StyleSwin: Transformer-based GAN for High-resolution Image Generation

Hıdır Yeşiltepe
9 min readJun 19, 2022

--

CVPR-2022, University of Science and Technology of China & Microsoft Research Asia.

Figure 1: StyleSwin samples on FFHQ 1024 x 1024 and LSUN Church 256 x 256

This post will cover the recent paper that is called StyleSwin authored by Bowen Zhang et. al., which yields state of the art results in high resolution image synthesis and takes its origins from Swin Transformer and StyleGAN. In the flow of the paper review, I will also provide the ideas inspired from these reference papers in detail.

Table of Content

1. Overview
1.1. Generator Overview
1.2 Discriminator Overview
2. Related Works
2.1 Swin Transformer
2.1.1 Architecture Details
2.1.2 Window Based Local Attention
3. StyleSwin Generator
3.1 Style Injection
3.2 Double Attention
4. Blocking Artifacts
4.1 Wavelet Discriminator
5. Conclusion

1. Overview

The main motivation of the paper is creating a pure transformer based image generative model that is capable of competing against convolution based generative models in high-resolution image synthesis task.

1.1 Generator Overview

Authors use Swin Transformer blocks in the Generator along with the style injection mechanism. Swin Transformer uses window based Multi-Head Self Attention (MSA), which has linear cost with respect to image size as compared to global attention used in ViT with quadratic cost. This complexity reduction comes with a cost: Since attention is applied window by window manner, spatial coherency is broken and this result in blocking artifacts occurring in the inference time. As an attempt to increase the receptive field and consequently long range dependency authors propose to use double attention.

1.2 Discriminator Overview

Discriminator is not transformer based but convolution based instead. This transition from transformer based discriminator to convolution based discriminator reduces the modelling capacity and training stability as well. To enhance reduced capabilities, authors perform several ablation studies including style injection, double attention, local-global positional encoding. Also to tackle the blocking artifact effect wavelet discriminator is used.

2. Related Works

To grasp the idea better let’s have a look at the related works that help construct StyleSwin.

2.1 Swin Transformer

Swin Transformer is also a work of Microsoft Research Asia as in the case of StyleSwin and it was awarded as Best Paper in ICCV 2021. The motivation behind the Swin Transformer is serving a general-purpose backbone for computer vision tasks. By the time Swin Transformer introduced, it had surpassed the state-of-the art result of different computer vision domains by large margins.

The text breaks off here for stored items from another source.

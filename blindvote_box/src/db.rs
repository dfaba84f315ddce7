use crate::config::Config;
use crate::error::Error;

use blindvote::{Ballot, PublicKey};
use log::error;
use rocket::fairing::{self, AdHoc};
use rocket::{Build, Rocket};
use sqlx::sqlite::{SqliteConnectOptions, SqlitePoolOptions};
use sqlx::Row;
use std::str::FromStr;
use std::time::Duration;

pub type Db = sqlx::SqlitePool;

async fn init_db(rocket: Rocket<Build>) -> fairing::Result {
    let config = rocket
        .state::<Config>()
        .expect("config fairing is attached first");

    let opts = match SqliteConnectOptions::from_str(&config.database.url) {
        Ok(opts) => opts.create_if_missing(true),
        Err(e) => {
            error!("Bad database url: {}", e);
            return Err(rocket);
        }
    };

    let mut pool_opts = SqlitePoolOptions::new()
        .max_lifetime(Duration::from_secs(config.database.conn_max_lifetime));
    if config.database.max_idle_connections >= 0 {
        pool_opts = pool_opts.max_connections(config.database.max_idle_connections as u32);
    }

    let db = match pool_opts.connect_with(opts).await {
        Ok(db) => db,
        Err(e) => {
            error!("Failed to connect to SQLx database: {}", e);
            return Err(rocket);
        }
    };

    if let Err(e) = sqlx::migrate!("./migrations").run(&db).await {
        error!("Failed to initialize SQLx database: {}", e);
        return Err(rocket);
    }

    Ok(rocket.manage(db))
}

pub fn stage() -> AdHoc {
    AdHoc::on_ignite("SQLx Stage", |rocket| async {
        rocket.attach(AdHoc::try_on_ignite("SQLx Database", init_db))
    })
}

/// Persist a verified ballot keyed by `(election_id, ballot_id)`. The
/// stored tags column is the deduplicated last-writer-wins view.
pub async fn save_ballot(db: &Db, ballot: &Ballot) -> Result<(), Error> {
    let tags = match &ballot.tagset {
        Some(tagset) => {
            let mut lines: Vec<String> = tagset
                .map()
                .into_iter()
                .map(|(k, v)| format!("{}={}", k, v))
                .collect();
            lines.sort();
            lines.join("\n")
        }
        None => String::new(),
    };

    let result = sqlx::query(
        "INSERT INTO ballots (election_id, ballot_id, ballot, tags) VALUES (?, ?, ?, ?)",
    )
    .bind(&ballot.election_id)
    .bind(&ballot.ballot_id)
    .bind(ballot.to_string())
    .bind(tags)
    .execute(db)
    .await;

    match result {
        Ok(_) => Ok(()),
        Err(e) if is_unique_violation(&e) => Err(Error::BallotExists),
        Err(e) => Err(e.into()),
    }
}

pub async fn get_ballot(
    db: &Db,
    election_id: &str,
    ballot_id: &str,
) -> Result<Option<String>, Error> {
    let row = sqlx::query("SELECT ballot FROM ballots WHERE election_id = ? AND ballot_id = ?")
        .bind(election_id)
        .bind(ballot_id)
        .fetch_optional(db)
        .await?;
    Ok(row.map(|r| r.get(0)))
}

pub async fn all_ballots(db: &Db, election_id: &str) -> Result<Vec<String>, Error> {
    let rows = sqlx::query("SELECT ballot FROM ballots WHERE election_id = ? ORDER BY ballot_id")
        .bind(election_id)
        .fetch_all(db)
        .await?;
    Ok(rows.into_iter().map(|r| r.get(0)).collect())
}

/// Record who asked for a deletion. The ballot row stays; the protocol
/// only requires that an authenticated actor be identifiable.
pub async fn record_deletion(
    db: &Db,
    election_id: &str,
    ballot_id: &str,
    public_key: &PublicKey,
) -> Result<(), Error> {
    sqlx::query(
        "INSERT INTO deletions (election_id, ballot_id, public_key, deleted_at) \
         VALUES (?, ?, ?, datetime('now'))",
    )
    .bind(election_id)
    .bind(ballot_id)
    .bind(public_key.to_string())
    .execute(db)
    .await?;
    Ok(())
}

fn is_unique_violation(e: &sqlx::Error) -> bool {
    match e {
        sqlx::Error::Database(db_err) => {
            matches!(db_err.kind(), sqlx::error::ErrorKind::UniqueViolation)
        }
        _ => false,
    }
}
use sha2::{Digest, Sha256};

/// Full-domain hash: extends SHA-256 to an arbitrary bit length by
/// iterated hashing with a one-byte counter suffix. The blocks
/// `SHA-256(message || 0)`, `SHA-256(message || 1)`, ... are concatenated
/// and truncated to the requested length.
///
/// The blind-signature protocol always uses a digest of half the signing
/// key length, so the hashed value is guaranteed to be smaller than the
/// key modulus.
pub fn full_domain_hash(bitlen: usize, message: &[u8]) -> Vec<u8> {
    let bytelen = bitlen / 8;
    let mut sum = Vec::with_capacity(bytelen + Sha256::output_size());

    let mut counter: u8 = 0;
    while sum.len() < bytelen {
        let mut hasher = Sha256::new();
        hasher.update(message);
        hasher.update([counter]);
        sum.extend_from_slice(&hasher.finalize());
        counter = counter.wrapping_add(1);
    }

    sum.truncate(bytelen);
    sum
}

#[cfg(test)]
mod tests {
    use super::*;

    #[test]
    fn fdh_is_deterministic_and_sized() {
        let a = full_domain_hash(2048, b"attack at dawn");
        let b = full_domain_hash(2048, b"attack at dawn");
        assert_eq!(a, b);
        assert_eq!(a.len(), 256);

        // The first block is plain SHA-256 with a zero suffix
        let mut hasher = Sha256::new();
        hasher.update(b"attack at dawn");
        hasher.update([0u8]);
        assert_eq!(&a[..32], hasher.finalize().as_slice());
    }

    #[test]
    fn fdh_differs_by_message() {
        let a = full_domain_hash(1024, b"attack at dawn");
        let b = full_domain_hash(1024, b"attack at dusk");
        assert_ne!(a, b);
    }
}
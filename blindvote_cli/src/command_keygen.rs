use crate::expand;

use blindvote::{generate_did_keypair, generate_rsa_keypair};

pub fn command_keygen_rsa(matches: &clap::ArgMatches) {
    // Unwraps OK - required args
    let secret_location = expand(matches.value_of("secret").unwrap());
    let keysize: usize = matches
        .value_of("keysize")
        .unwrap()
        .parse()
        .unwrap_or_else(|_| {
            eprintln!("blindvote keygen: --keysize must be a number");
            std::process::exit(1);
        });

    eprintln!("Generating {} bit RSA key, this can take a while...", keysize);
    let (private_key, public_key) = generate_rsa_keypair(keysize).unwrap_or_else(|e| {
        eprintln!("blindvote keygen: {}", e);
        std::process::exit(1);
    });

    let pem = private_key.to_pem().unwrap_or_else(|e| {
        eprintln!("blindvote keygen: {}", e);
        std::process::exit(1);
    });
    std::fs::write(&secret_location, pem).unwrap_or_else(|e| {
        eprintln!(
            "blindvote keygen: unable to write {}: {}",
            secret_location, e
        );
        std::process::exit(1);
    });

    println!("{}", public_key);
}

pub fn command_keygen_did() {
    let (private_key, public_key) = generate_did_keypair();
    println!("private: {}", private_key.to_hex());
    println!("public:  {}", public_key.to_hex());
}
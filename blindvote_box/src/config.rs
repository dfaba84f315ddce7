use log::error;
use rocket::fairing::AdHoc;
use serde::Deserialize;

/// Ballot box configuration, derived from `Rocket.toml` and `ROCKET_*`
/// environment variables.
#[derive(Deserialize)]
pub struct Config {
    /// URL of the election clerk, used to discover its public key
    pub electionclerk_url: String,
    pub database: DbConfig,
}

#[derive(Deserialize, Clone)]
pub struct DbConfig {
    /// Backend DSN string, opaque to the protocol core
    pub url: String,
    /// -1 means "let the driver decide"
    #[serde(default = "default_max_idle_connections")]
    pub max_idle_connections: i32,
    /// Seconds
    #[serde(default = "default_conn_max_lifetime")]
    pub conn_max_lifetime: u64,
}

fn default_max_idle_connections() -> i32 {
    -1
}

fn default_conn_max_lifetime() -> u64 {
    14440
}

pub fn stage() -> AdHoc {
    AdHoc::try_on_ignite("Ballot Box Config", |rocket| async {
        let config = match rocket.figment().extract::<Config>() {
            Ok(config) => config,
            Err(e) => {
                error!("Failed to load ballot box config: {}", e);
                return Err(rocket);
            }
        };
        Ok(rocket.manage(config))
    })
}
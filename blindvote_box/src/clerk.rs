use crate::config::Config;
use crate::error::Error;

use blindvote::PublicKey;
use log::info;
use rocket::tokio::sync::RwLock;

/// The election clerk's public key, fetched once from the clerk's
/// `/publickey` endpoint and cached for the life of the process.
pub struct ClerkKey(pub RwLock<Option<PublicKey>>);

impl ClerkKey {
    pub async fn get(&self, config: &Config) -> Result<PublicKey, Error> {
        {
            let cached = self.0.read().await;
            if let Some(key) = &*cached {
                return Ok(key.clone());
            }
        }

        let url = format!("{}/publickey", config.electionclerk_url);
        let pem = reqwest::get(&url).await?.error_for_status()?.text().await?;
        let key = PublicKey::from_pem(&pem)?;
        info!("fetched clerk public key {}", key.sha256_hex());

        let mut cached = self.0.write().await;
        *cached = Some(key.clone());
        Ok(key)
    }
}
use crate::*;

use base64::engine::general_purpose::STANDARD as BASE64;
use base64::Engine as _;
use p256::ecdsa::signature::{Signer, Verifier};
use p256::ecdsa::{Signature as EcdsaSignature, SigningKey, VerifyingKey};
use std::fmt;

/// A voter's decentralized-identity private key: a 32-byte scalar on the
/// NIST P-256 curve. Distinct from the RSA keys used for the ballot
/// blind-signature protocol.
#[derive(Clone)]
pub struct DIDPrivateKey(SigningKey);

impl DIDPrivateKey {
    pub fn new(bytes: &[u8]) -> Result<DIDPrivateKey, Error> {
        if bytes.len() != 32 {
            return Err(Error::DidPrivateKeyInvalid);
        }
        let key = SigningKey::from_slice(bytes).map_err(|_| Error::DidPrivateKeyInvalid)?;
        Ok(DIDPrivateKey(key))
    }

    pub fn from_hex(hex_key: &str) -> Result<DIDPrivateKey, Error> {
        Self::new(&hex::decode(hex_key)?)
    }

    pub fn generate() -> DIDPrivateKey {
        let mut rng = rand::rngs::OsRng;
        DIDPrivateKey(SigningKey::random(&mut rng))
    }

    /// Derive the public key by scalar multiplication of the base point.
    pub fn public_key(&self) -> DIDPublicKey {
        DIDPublicKey(VerifyingKey::from(&self.0))
    }

    /// ECDSA-sign the message (hashed as a whole with SHA-256), producing
    /// a DER-encoded signature.
    pub fn sign(&self, message: &[u8]) -> Signature {
        let sig: EcdsaSignature = self.0.sign(message);
        Signature::from(sig.to_der().as_bytes().to_vec())
    }

    pub fn to_hex(&self) -> String {
        hex::encode(self.0.to_bytes())
    }
}

/// A voter's DID public key: a compressed SEC-1 point (33 bytes).
#[derive(Debug, Clone)]
pub struct DIDPublicKey(VerifyingKey);

impl DIDPublicKey {
    pub fn new(bytes: &[u8]) -> Result<DIDPublicKey, Error> {
        if bytes.len() != 33 {
            return Err(Error::DidPublicKeyInvalid);
        }
        let key = VerifyingKey::from_sec1_bytes(bytes).map_err(|_| Error::DidPublicKeyInvalid)?;
        Ok(DIDPublicKey(key))
    }

    pub fn from_hex(hex_key: &str) -> Result<DIDPublicKey, Error> {
        Self::new(&hex::decode(hex_key)?)
    }

    /// The compressed SEC-1 encoding of the point.
    pub fn bytes(&self) -> Vec<u8> {
        self.0.to_encoded_point(true).as_bytes().to_vec()
    }

    /// Verify a DER-encoded ECDSA signature over the message.
    pub fn verify(&self, message: &[u8], signature: &Signature) -> Result<(), Error> {
        let sig = EcdsaSignature::from_der(signature.bytes())?;
        self.0.verify(message, &sig)?;
        Ok(())
    }

    /// The deterministic request ID bound to this identity:
    /// SHA-256(SHA-256(compressed public key bytes)).
    pub fn request_id(&self) -> Vec<u8> {
        sha256d(&self.bytes())
    }

    pub fn to_hex(&self) -> String {
        hex::encode(self.bytes())
    }
}

impl PartialEq for DIDPublicKey {
    fn eq(&self, other: &Self) -> bool {
        self.bytes() == other.bytes()
    }
}

impl Eq for DIDPublicKey {}

impl fmt::Display for DIDPublicKey {
    fn fmt(&self, f: &mut fmt::Formatter) -> fmt::Result {
        write!(f, "{}", BASE64.encode(self.bytes()))
    }
}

Figure 2: (a) Proposed Swin Transformer builds hierarchical feature maps by merging image patches. (b) ViT uses fixed-size image patches.

2.1.1 Architecture Details

Figure 3: Swin Transformer Architecture

Swin takes its name from Shifted Windows which is the underlying modification to previous vision transformers. Swin Transformer can progressively produce feature maps of smaller resolution (smaller spatial size) while increasing the channel size. The design of Swin Transformer is similar to convolutional neural network with spatial dimension reduced by two while channel dimension is doubled at every consecutive layer. Let’s visualize this process to better understand.

Figure 4: Given input image is splitted into fix size patches. Swin Transformer uses patch size of 4. Note that each single patch is of size [4 x 4] to get [16 x 16] as the resultand feature map size.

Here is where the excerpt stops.